Monday, November 29, 2010

World's Fastest (and most dysfuctional) Relationship

Well kiddos, this past weekend I apparently had the world's fastest relationship. Within a span of 48 hours, I talked to, met, and apparently had a dramatic affair with a male model who lives in Los Angeles.
DC sent me an email on Match. (yep, I renewed.) He looked good. Sounded normal and straight to the point. After a couple emails he asked for my phone number, which I freely gave. He asked permission to call me and we talked for two hours. He liked history (shocker!), was very smart, had an opinion and was looking for a relationship. He was very concerned with "openness and not being afraid to completely share". Or as he put it, bringing the remnants of my toxic past into the sparkling white carpet of our new relationship". Um... yeah. Apparently, even though he wanted to know why I felt a certain way I wasn't allowed to reference said experience that caused me to feel a certain way. Already I was feeling constrained by judgment. He called me again that Friday night, and said he wanted to drive down and meet me that night because he felt such a connection. I met him an hour later. He was cute and had a body that literally made my teeth hurt. I made out with him for a couple minutes before he left.
The next day he called me a few times for very lengthy conversations. I text messaged Red and told her, wow he certainly has a strong personality. He's kinda pushy. Like borderline acting like a dick, pushy. He asked me to come up to Hollywood and watch the Chargers game with him. I said ok. Until he brought up making a bet if the Colts won. Then we wanted to get laid. Then changed his bet, since in his opinion we would probably do that anyway. The new bet was a very intimate thing I'd only done in two serious relationships. Again I said no. He asked why not. I said I consider that special. He argued HE'S special. By this point I'm already feeling exhausted from constantly having to deal with qualifying my feelings or opinions. For someone who was so concerned with absolute truth and being open, he was hella judgemental. Among his other "endearing" qualities was his habit of throwing around his "genius level IQ and superior intellect". Which I found confusing. How could he even think I was smart when he talked to me like a friggin' two year old?! I told him I wanted to go to bed, I had to be at the pub early to get a table for breakfast and football.
The next day, Sunday, he started text messaging toward the end of the Steelers game at about noon.

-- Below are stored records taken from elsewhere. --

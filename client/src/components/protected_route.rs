//! Render-time route guard.
//!
//! DESIGN
//! ======
//! Access is a memo over the auth snapshot and the current path, so children
//! mount once and only re-render when the decision itself changes. Navigation
//! happens only for a redirect decision, and replaces the history entry so
//! the back button does not return to a page the user cannot see.

use leptos::prelude::*;
use leptos_router::NavigateOptions;
use leptos_router::components::A;
use leptos_router::hooks::{use_location, use_navigate};
use session::{Role, RouteAccess, RouteTable, evaluate};

use crate::state::auth::use_auth;

/// Render `children` only for an authenticated user whose tenant role is in
/// `roles` (any role when empty).
#[component]
pub fn ProtectedRoute(#[prop(optional)] roles: Vec<Role>, children: ChildrenFn) -> impl IntoView {
    let auth = use_auth();
    let table = expect_context::<RouteTable>();
    let location = use_location();
    let navigate = use_navigate();

    let access = Memo::new(move |_| evaluate(&auth.get(), &roles, &location.pathname.get(), &table));

    Effect::new(move || {
        if let RouteAccess::Redirecting(target) = access.get() {
            navigate(&target, NavigateOptions { replace: true, ..NavigateOptions::default() });
        }
    });

    move || match access.get() {
        RouteAccess::Allowed => children().into_any(),
        RouteAccess::Forbidden => view! { <Forbidden/> }.into_any(),
        RouteAccess::Checking | RouteAccess::Redirecting(_) => view! {
            <div class="auth-checking" aria-busy="true">
                "Checking session..."
            </div>
        }
        .into_any(),
    }
}

#[component]
fn Forbidden() -> impl IntoView {
    let auth = use_auth();
    let landing = expect_context::<RouteTable>().landing_path().to_owned();
    let role = move || auth.get().role().map(|r| r.to_string()).unwrap_or_default();

    view! {
        <section class="forbidden">
            <h1>"Access denied"</h1>
            <p>"Your role (" {role} ") cannot open this page."</p>
            <A href=landing>"Back to start page"</A>
        </section>
    }
}
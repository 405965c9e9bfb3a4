//! Auth routes: ERP login proxy, token validation, logout.
//!
//! SYSTEM CONTEXT
//! ==============
//! The browser never talks to the ERP directly. These handlers forward
//! credentials and tokens and translate ERP answers into the statuses the
//! client's auth collaborator expects. The session cookie is written by the
//! client; the server only expires it on logout.

#[cfg(test)]
#[path = "auth_test.rs"]
mod auth_test;

use axum::extract::State;
use axum::http::StatusCode;
use axum::http::header::AUTHORIZATION;
use axum::response::{IntoResponse, Json, Response};
use axum_extra::extract::cookie::{Cookie, CookieJar, SameSite};
use serde_json::json;
use session::{Credentials, SESSION_COOKIE};
use time::Duration;

use crate::services::erp::ErpError;
use crate::state::AppState;

// =============================================================================
// TOKEN EXTRACTOR
// =============================================================================

/// Caller's session token, from `Authorization: Bearer` or the session cookie.
/// The header wins when both are present.
pub struct SessionToken(pub String);

impl<S> axum::extract::FromRequestParts<S> for SessionToken
where
    S: Send + Sync,
{
    type Rejection = StatusCode;

    async fn from_request_parts(parts: &mut axum::http::request::Parts, _state: &S) -> Result<Self, Self::Rejection> {
        let bearer = parts
            .headers
            .get(AUTHORIZATION)
            .and_then(|v| v.to_str().ok())
            .and_then(|v| v.strip_prefix("Bearer "))
            .map(str::trim)
            .filter(|t| !t.is_empty());
        if let Some(token) = bearer {
            return Ok(Self(token.to_owned()));
        }

        let jar = CookieJar::from_headers(&parts.headers);
        let token = jar.get(SESSION_COOKIE).map(Cookie::value).unwrap_or_default();
        if token.is_empty() {
            return Err(StatusCode::UNAUTHORIZED);
        }
        Ok(Self(token.to_owned()))
    }
}

/// HTTP status for an ERP failure seen by a MAOS route.
pub(crate) fn erp_error_to_status(err: &ErpError) -> StatusCode {
    match err {
        ErpError::Rejected => StatusCode::UNAUTHORIZED,
        ErpError::Path(_) => StatusCode::BAD_REQUEST,
        ErpError::Client(_) | ErpError::Unreachable(_) | ErpError::Status(_) | ErpError::InvalidSession(_) => {
            StatusCode::BAD_GATEWAY
        }
    }
}

fn error_body(status: StatusCode, message: &str) -> Response {
    (status, Json(json!({ "error": message }))).into_response()
}

// =============================================================================
// HANDLERS
// =============================================================================

/// `POST /api/auth/login`: exchange credentials at the ERP, return the session.
pub async fn login(State(state): State<AppState>, Json(credentials): Json<Credentials>) -> Response {
    match state.erp.authenticate(&credentials).await {
        Ok(session) => {
            tracing::info!(
                user_id = %session.user.id,
                tenant_id = %session.tenant.id,
                role = %session.role(),
                "login succeeded"
            );
            Json(session).into_response()
        }
        Err(ErpError::Rejected) => {
            tracing::info!(email = %credentials.email, "login rejected");
            error_body(StatusCode::UNAUTHORIZED, "invalid email or password")
        }
        Err(e) => {
            tracing::error!(error = %e, "erp login failed");
            error_body(erp_error_to_status(&e), "sign-in service unavailable")
        }
    }
}

/// `GET /api/auth/validate`: ask the ERP whether the caller's token is live.
pub async fn validate(State(state): State<AppState>, token: Result<SessionToken, StatusCode>) -> Response {
    let Ok(SessionToken(token)) = token else {
        return (StatusCode::UNAUTHORIZED, Json(json!({ "valid": false }))).into_response();
    };

    match state.erp.validate(&token).await {
        Ok(true) => Json(json!({ "valid": true })).into_response(),
        Ok(false) => (StatusCode::UNAUTHORIZED, Json(json!({ "valid": false }))).into_response(),
        Err(e) => {
            tracing::warn!(error = %e, "erp token validation failed");
            error_body(erp_error_to_status(&e), "token validation unavailable")
        }
    }
}

/// `POST /api/auth/logout`: revoke at the ERP (best effort), expire the cookie.
pub async fn logout(State(state): State<AppState>, token: Result<SessionToken, StatusCode>) -> impl IntoResponse {
    if let Ok(SessionToken(token)) = token {
        if let Err(e) = state.erp.revoke(&token).await {
            tracing::warn!(error = %e, "erp session revoke failed");
        }
    }

    let cookie = Cookie::build((SESSION_COOKIE, ""))
        .path("/")
        .same_site(SameSite::Lax)
        .secure(state.config.cookie_secure)
        .max_age(Duration::ZERO);

    (CookieJar::new().add(cookie), StatusCode::NO_CONTENT)
}
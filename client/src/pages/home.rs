//! Public landing page.

use leptos::prelude::*;
use leptos_router::components::A;

use crate::state::auth::use_auth;

#[component]
pub fn HomePage() -> impl IntoView {
    let auth = use_auth();

    view! {
        <section class="home">
            <h1>"MAOS"</h1>
            <p>"Operations workspace for your ERP tenant."</p>
            <Show
                when=move || auth.get().is_logged_in()
                fallback=|| view! { <A href="/login">"Sign in"</A> }
            >
                <A href="/dashboard">"Open dashboard"</A>
            </Show>
        </section>
    }
}
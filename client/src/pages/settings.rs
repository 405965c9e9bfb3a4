//! Tenant settings overview, limited to owners and admins by the route.

use leptos::prelude::*;

use crate::state::auth::use_auth;

#[component]
pub fn SettingsPage() -> impl IntoView {
    let auth = use_auth();
    let tenant_id = move || auth.get().tenant().map(|t| t.id.clone()).unwrap_or_default();
    let role = move || auth.get().role().map(|r| r.to_string()).unwrap_or_default();

    view! {
        <section class="settings">
            <h1>"Tenant settings"</h1>
            <dl>
                <dt>"Tenant"</dt>
                <dd>{tenant_id}</dd>
                <dt>"Your role"</dt>
                <dd>{role}</dd>
            </dl>
        </section>
    }
}
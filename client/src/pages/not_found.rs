//! Fallback for unmatched routes.

use leptos::prelude::*;
use leptos_router::components::A;

#[component]
pub fn NotFoundPage() -> impl IntoView {
    view! {
        <section class="not-found">
            <h1>"Page not found"</h1>
            <A href="/">"Home"</A>
        </section>
    }
}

I had already made up my mind I was done. He was too demanding, judgemental, and pushy. When I tried to be an adult and say I wasn't what he was looking for, he started in with a stream of text messages arguing with me.
Then the phone calls. He knew I was watching football. I went outside and said, "What?!" After yelling at me and calling me a politician (for some reason he thought this was denigrating me) for being rational and calm, I yelled back and told him no, that I was done. Then he started begging. After all this, he suddenly stops and says, "Well are you coming up tonight to watch the game?" I said no, and he hung up. I thought, cool. The Steelers are in OT and I can finish watching!
No sooner had I sat down, that he sent me a text saying I was a fraud and a failure for not opening up with instant trust to him. And that I deserved everything I got. That I was never to call him or text him again, because he would just delete it.
Um. Yeah. Don't hold your breath, guy.
So there's your lesson folks. So many times we think, oh but they're so attractive, they can't be crazy! Or that somehow hot male models are somehow like unicorns. Nope, they're potentially nuts just like other men.
Lesson learned!

Monday, November 15, 2010

The drought that became a flood, that became a drought again

So after a week of bitching that I wasn't getting any attention, I was suddenly deluged with emails and texts from all over. I was getting emails from match like crazy, and my phone was blowing up. Even Mimbo came back around with some craziness about wanting to get married. (Calling his bluff by sharing some unpleasantness quickly sent him packing, though.) In the middle of all this, my good friend JT set me up with her co worker CC. We all went out for football and it was awesome. The chemistry was immediate and he asked me out for that weekend. Our date was so fun that we made plans for this weekend. I also hung out a couple times with a Customs investigator. But, since this is me we are talking about, nothing ever works out.
On date 2 with Customs guy, he "suddenly" got a call from work and told me our date was being cut short. There was an uncomfortable staring at the check, and I again had to pay for my own dinner. That's twice in two months! Afterward he didn't even walk me to my car. This is after a terrific first date just four days before.
After my date with CC, we saw each other a couple nights later for football with the group. He was affectionate with me in front of his friends and of course there was copious amounts of kissing when he walked me to my car. We solidified our plans for this weekend. Again, since this is me, so of course the plans would never happen. And they didn't. Once again, I've been stood up and flaked on.
I told Weez last week that my new nickname for myself is the One Date Wonder. Seriously. I can't get past the first date. I do GREAT first date. I get lots of communication even after the first date, but slowly a few days after the first date the guys seem to just disappear into thin air. Poof! And once again I'm left wondering, "wtf?!"
I let my Match subscription lapse. I'm back to the drought. It kind of sucks. Dateahero.com sent me an email giving me a free month, but theres not enough people on there to make it worth my while. That's also where I met Mimbo and we all know how well that worked out.
So, tonight HF is coming over to let me de-stress, if you will. To allow me to be selfish. He's good that way. I think I need to make more time for that in the coming weeks, so I can feel more in control. Clearly my self imposed abstinence in favor of "finding something special" has done nothing by slowly drive me insane. F-that. I'm going back to my old ways. Trying to walk the more traditional side of things didn't work for me. I feel more frustrated than I've ever been. My friend MD, along with Red, are of the opinion I go on a Man-fast. I can't do it. The mind and flesh are weak. Sorry, my friends.
So, thats the past couple weeks in a nutshell. Tomorrow when I see some of you, hopefully there will be a visual change in my outlook..lol..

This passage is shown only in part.